## Available data
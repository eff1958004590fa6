//! Diagnostic logging setup for the txtsql binaries.
//!
//! Progress lines for exported objects go to standard output with `println!`.
//! Everything emitted through `tracing` goes to standard error, so the
//! progress stream stays clean when redirected.

use crate::Result;
use tracing::Level;

/// Maps CLI verbosity flags to a maximum log level.
///
/// `quiet` wins over any `-v` count.
pub fn level_for(verbose: u8, quiet: bool) -> Level {
    match (quiet, verbose) {
        (true, _) => Level::ERROR,
        (false, 0) => Level::INFO,
        (false, 1) => Level::DEBUG,
        (false, _) => Level::TRACE,
    }
}

/// Initializes the global `tracing` subscriber.
///
/// # Arguments
/// * `verbose` - Verbosity level (0=INFO, 1=DEBUG, 2+=TRACE)
/// * `quiet` - If true, only show ERROR level logs
///
/// # Errors
/// Returns a configuration error if a global subscriber is already installed.
///
/// # Example
/// ```rust,no_run
/// use txtsql_core::logging::init_logging;
///
/// init_logging(1, false).expect("Failed to initialize logging");
/// ```
pub fn init_logging(verbose: u8, quiet: bool) -> Result<()> {
    tracing_subscriber::fmt()
        .with_max_level(level_for(verbose, quiet))
        .with_writer(std::io::stderr)
        .with_target(false)
        .with_thread_ids(false)
        .with_file(false)
        .with_line_number(false)
        .try_init()
        .map_err(|e| {
            crate::error::ExportError::configuration(format!(
                "Failed to initialize logging: {}",
                e
            ))
        })?;

    Ok(())
}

## Activity
The answer must consist of every line above that holds the string "TRACE", copied exactly.

## Response to the task
        (false, _) => Level::TRACE,
/// * `verbose` - Verbosity level (0=INFO, 1=DEBUG, 2+=TRACE)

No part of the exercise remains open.